In Brussels a year ago we announced that we would soon be launching the Citizen’s Charter, a national priority program to provide basic services to villages across the country. Today the Citizen’s Charter is operating in 2,200 urban and rural communities across the entire country and will not only reach its first year target of 2,500 community councils, but is doing so well that we are already accelerating its scaleing-up. In Brussels, EU Foreign minister Mogherini, the First Lady and I launched the National Program for Women’s Economic Empowerment.  As of today, 67,000 poor women have been supported in agricultural activities. Thirty-five thousand women have received training and support in how to raise and market livestock. And our Ministry of Finance has already authorized the hiring of 3,000 women contract teachers so that Afghanistan’s newly returned citizens can be assured that their daughters will be both literate and numerate. If investing in a girl’s education changes five generations, ignoring the poverty of female-headed households condemns several generations to abuse, exclusion, neglect and violence. 

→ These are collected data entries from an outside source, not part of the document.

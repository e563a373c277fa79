use async_trait::async_trait;
use std::collections::HashSet;
use std::sync::{Arc, Mutex};
use std::time::Duration;

use tokio_util::sync::CancellationToken;

use porter::transfer::adapters::{Importer, MockImporter};
use porter::transfer::executor::ExecutorBackend;
use porter::transfer::registry::{ProviderContext, MOCK_DESTINATION, MOCK_SOURCE};
use porter::transfer::{
    AuthData, AuthorizationState, ContainerResource, CredentialCipher, DataType,
    IdempotentImportExecutor, ImportResult, InMemoryJobStore, JobCoordinator, JobId, JobState,
    JobStore, JobWorker, PassthroughCipher, PortabilityJob, ProviderError, ProviderRegistry,
    RetryStrategy, SledExecutorBackend, SledJobStore, WorkerConfig,
};

fn fast_config() -> WorkerConfig {
    WorkerConfig {
        poll_interval_ms: 5,
        auth_timeout_ms: 5_000,
        cancel_check_ms: 5,
        heartbeat_interval_ms: 5,
        lease_timeout_ms: 60_000,
    }
}

struct Harness {
    coordinator: Arc<JobCoordinator>,
    registry: Arc<ProviderRegistry>,
    cipher: Arc<dyn CredentialCipher>,
    shutdown: CancellationToken,
    handles: Vec<tokio::task::JoinHandle<()>>,
}

impl Harness {
    fn new(store: Arc<dyn JobStore>, registry: ProviderRegistry) -> Self {
        let registry = Arc::new(registry);
        let cipher: Arc<dyn CredentialCipher> = Arc::new(PassthroughCipher);
        let coordinator = Arc::new(JobCoordinator::new(store, registry.clone(), cipher.clone()));

        Self {
            coordinator,
            registry,
            cipher,
            shutdown: CancellationToken::new(),
            handles: Vec::new(),
        }
    }

    fn start(
        store: Arc<dyn JobStore>,
        backend: Option<Arc<dyn ExecutorBackend>>,
        workers: usize,
    ) -> Self {
        let mut harness = Self::new(store, ProviderRegistry::with_mock_providers());
        for _ in 0..workers {
            let handle = harness.spawn_worker(fast_config(), backend.clone());
            harness.handles.push(handle);
        }
        harness
    }

    fn spawn_worker(
        &self,
        config: WorkerConfig,
        backend: Option<Arc<dyn ExecutorBackend>>,
    ) -> tokio::task::JoinHandle<()> {
        let mut worker = JobWorker::new(
            self.coordinator.clone(),
            self.registry.clone(),
            self.cipher.clone(),
            config,
        )
        .with_retry(RetryStrategy::Uniform {
            max_attempts: 2,
            interval_ms: 1,
        });
        if let Some(backend) = backend {
            worker = worker.with_executor_backend(backend);
        }
        Arc::new(worker).spawn(self.shutdown.clone())
    }

    async fn stop(self) {
        self.shutdown.cancel();
        for handle in self.handles {
            handle.await.unwrap();
        }
    }

    async fn submit(&self, data_type: DataType) -> JobId {
        self.submit_to(MOCK_DESTINATION, data_type).await
    }

    async fn submit_to(&self, import_service: &str, data_type: DataType) -> JobId {
        let job_id = self
            .coordinator
            .create_job(MOCK_SOURCE, import_service, data_type)
            .await
            .unwrap();
        self.coordinator.request_worker(job_id).await.unwrap();
        job_id
    }

    async fn wait_for(&self, job_id: JobId, done: impl Fn(&PortabilityJob) -> bool) -> PortabilityJob {
        for _ in 0..1000 {
            let job = self.coordinator.get(job_id).await.unwrap();
            if done(&job) {
                return job;
            }
            tokio::time::sleep(Duration::from_millis(5)).await;
        }
        panic!("job {} did not reach the expected state", job_id);
    }

    async fn authorize(&self, job_id: JobId) {
        self.wait_for(job_id, |job| {
            job.authorization_state() == AuthorizationState::AssignedWithoutAuthData
        })
        .await;
        self.coordinator
            .store_auth_data(job_id, &token("export"), &token("import"))
            .await
            .unwrap();
    }
}

fn token(t: &str) -> AuthData {
    AuthData::Token { token: t.to_string() }
}

const SLOW_DESTINATION: &str = "slow-dest";

/// Every importer the slow destination handed out, across workers
static SLOW_IMPORTERS: Mutex<Vec<Arc<MockImporter>>> = Mutex::new(Vec::new());

/// Mock destination that takes a while per import call
struct SlowImporter {
    inner: Arc<MockImporter>,
}

#[async_trait]
impl Importer for SlowImporter {
    async fn import_item(
        &self,
        job_id: JobId,
        executor: &IdempotentImportExecutor,
        auth_data: &AuthData,
        data: ContainerResource,
    ) -> Result<ImportResult, ProviderError> {
        tokio::time::sleep(Duration::from_millis(100)).await;
        self.inner.import_item(job_id, executor, auth_data, data).await
    }

    fn name(&self) -> &str {
        self.inner.name()
    }
}

fn slow_importer(ctx: &ProviderContext) -> Arc<dyn Importer> {
    let inner = Arc::new(MockImporter::new(&ctx.service_id));
    SLOW_IMPORTERS.lock().unwrap().push(inner.clone());
    Arc::new(SlowImporter { inner })
}

fn slow_imported() -> Vec<String> {
    SLOW_IMPORTERS
        .lock()
        .unwrap()
        .iter()
        .flat_map(|importer| importer.imported())
        .collect()
}

#[tokio::test]
async fn test_calendar_job_end_to_end() {
    let harness = Harness::start(Arc::new(InMemoryJobStore::new()), None, 1);

    let job_id = harness.submit(DataType::Calendar).await;
    harness.authorize(job_id).await;

    let job = harness.wait_for(job_id, |job| job.state.is_terminal()).await;
    assert_eq!(job.state, JobState::Complete);
    assert!(job.failure_reason.is_none());
    assert_eq!(job.authorization_state(), AuthorizationState::AssignedWithAuthData);

    let counts = harness.coordinator.counts(job_id).await.unwrap();
    assert_eq!(counts.items["calendars"], 2);
    assert_eq!(counts.items["events"], 4);
    assert!(harness.coordinator.errors(job_id).await.unwrap().is_empty());

    harness.stop().await;
}

#[tokio::test]
async fn test_each_job_is_claimed_by_one_worker() {
    let harness = Harness::start(Arc::new(InMemoryJobStore::new()), None, 3);

    let calendar = harness.submit(DataType::Calendar).await;
    let photos = harness.submit(DataType::Photos).await;
    harness.authorize(calendar).await;
    harness.authorize(photos).await;

    for job_id in [calendar, photos] {
        let job = harness.wait_for(job_id, |job| job.state.is_terminal()).await;
        assert_eq!(job.state, JobState::Complete);
    }

    let counts = harness.coordinator.counts(photos).await.unwrap();
    assert_eq!(counts.items["albums"], 1);
    assert_eq!(counts.items["photos"], 2);
    assert_eq!(counts.bytes, 2048);

    harness.stop().await;
}

#[tokio::test]
async fn test_job_on_sled_store() {
    let dir = tempfile::tempdir().unwrap();
    let db = sled::open(dir.path()).unwrap();
    let store: Arc<dyn JobStore> = Arc::new(SledJobStore::open(&db).unwrap());
    let backend: Arc<dyn ExecutorBackend> = Arc::new(SledExecutorBackend::open(&db).unwrap());
    let harness = Harness::start(store, Some(backend), 1);

    let job_id = harness.submit(DataType::Photos).await;
    harness.authorize(job_id).await;

    let job = harness.wait_for(job_id, |job| job.state.is_terminal()).await;
    assert_eq!(job.state, JobState::Complete);
    assert_eq!(harness.coordinator.counts(job_id).await.unwrap().items["photos"], 2);

    harness.stop().await;
}

#[tokio::test]
async fn test_dead_worker_job_resumes_elsewhere() {
    let dir = tempfile::tempdir().unwrap();
    let db = sled::open(dir.path()).unwrap();
    let store: Arc<dyn JobStore> = Arc::new(SledJobStore::open(&db).unwrap());
    let backend: Arc<dyn ExecutorBackend> = Arc::new(SledExecutorBackend::open(&db).unwrap());

    let mut registry = ProviderRegistry::with_mock_providers();
    registry.register_importer(SLOW_DESTINATION, DataType::Calendar, slow_importer);
    let mut harness = Harness::new(store, registry);

    let first = harness.spawn_worker(fast_config(), Some(backend.clone()));
    let job_id = harness.submit_to(SLOW_DESTINATION, DataType::Calendar).await;
    harness.authorize(job_id).await;

    // kill the worker once the first page made it across
    for _ in 0..1000 {
        if !slow_imported().is_empty() {
            break;
        }
        tokio::time::sleep(Duration::from_millis(5)).await;
    }
    first.abort();
    assert!(first.await.unwrap_err().is_cancelled());

    let job = harness.coordinator.get(job_id).await.unwrap();
    assert_eq!(job.state, JobState::InProgress);
    assert!(slow_imported().len() < 6);

    let config = WorkerConfig {
        lease_timeout_ms: 200,
        ..fast_config()
    };
    let second = harness.spawn_worker(config, Some(backend));
    harness.handles.push(second);

    // the new worker holds fresh keys, so credentials are stored again
    harness.authorize(job_id).await;
    let job = harness.wait_for(job_id, |job| job.state.is_terminal()).await;
    assert_eq!(job.state, JobState::Complete);

    let imported = slow_imported();
    let distinct: HashSet<&String> = imported.iter().collect();
    assert_eq!(distinct.len(), imported.len(), "items imported twice: {:?}", imported);
    assert_eq!(imported.len(), 6);
    assert!(harness.coordinator.errors(job_id).await.unwrap().is_empty());

    harness.stop().await;
}

#[tokio::test]
async fn test_cancel_before_credentials() {
    let harness = Harness::start(Arc::new(InMemoryJobStore::new()), None, 1);

    let job_id = harness.submit(DataType::Calendar).await;
    harness
        .wait_for(job_id, |job| {
            job.authorization_state() == AuthorizationState::AssignedWithoutAuthData
        })
        .await;

    assert_eq!(harness.coordinator.cancel_job(job_id).await.unwrap(), JobState::Canceled);

    // the worker gives up on the job and stays canceled
    tokio::time::sleep(Duration::from_millis(50)).await;
    let job = harness.coordinator.get(job_id).await.unwrap();
    assert_eq!(job.state, JobState::Canceled);
    assert!(harness.coordinator.counts(job_id).await.unwrap().items.is_empty());

    harness.stop().await;
}

#[tokio::test]
async fn test_unknown_route_is_rejected() {
    let harness = Harness::start(Arc::new(InMemoryJobStore::new()), None, 0);

    let result = harness
        .coordinator
        .create_job(MOCK_SOURCE, "nowhere", DataType::Calendar)
        .await;
    assert!(result.is_err());

    harness.stop().await;
}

The economic empowerment of women is crucial, their biographies of 60 women, addicted husbands, widows, orphans who have changed their lives through becoming modal farmers, and taking a small step each one of them collectively they have taken a joint step. What is the outcome? Children who eat and are not stand, girls who attend school and their stationary is paid for by their mothers, access to protein that was denied to many other households and learning from small we need to learn to scale-up and address the larger problems.
And here I cannot resist a side acknowledgment to the prowess of our amazing girl’s robotics team that recently visited the United States – who by themselves have given a better indicator of our success in changing this generation of girl’s expectations than an entire stack of statistics could have done. I can assure you that there are hundreds of such girls and there will be thousands and then millions.
If taking ownership of our problems was the first pre-condition for action, the second step was to recognize that we needed to build better systems and not just better projects. 
Our London paper promised to deliver reform in seven key areas.
First, we said that we would tackle the underlying drivers of corruption. You have with you our newly issued national anti-corruption strategy. The strategy rests on five pillars: national leadership; security sector reform, with a particular emphasis on reforming the police; improving the quality of civil service recruitment; effectively prosecuting corrupt people; and increasing our ability to oversight how money is transferred and spent. And while anti-corruption will always be a whole of government effort, to be realistic we gave first priority to aggressively pursuing corruption in our nine top security, revenue, and expenditure ministries, with particular roles for private sector and civil society engagements (monitoring and advocacy).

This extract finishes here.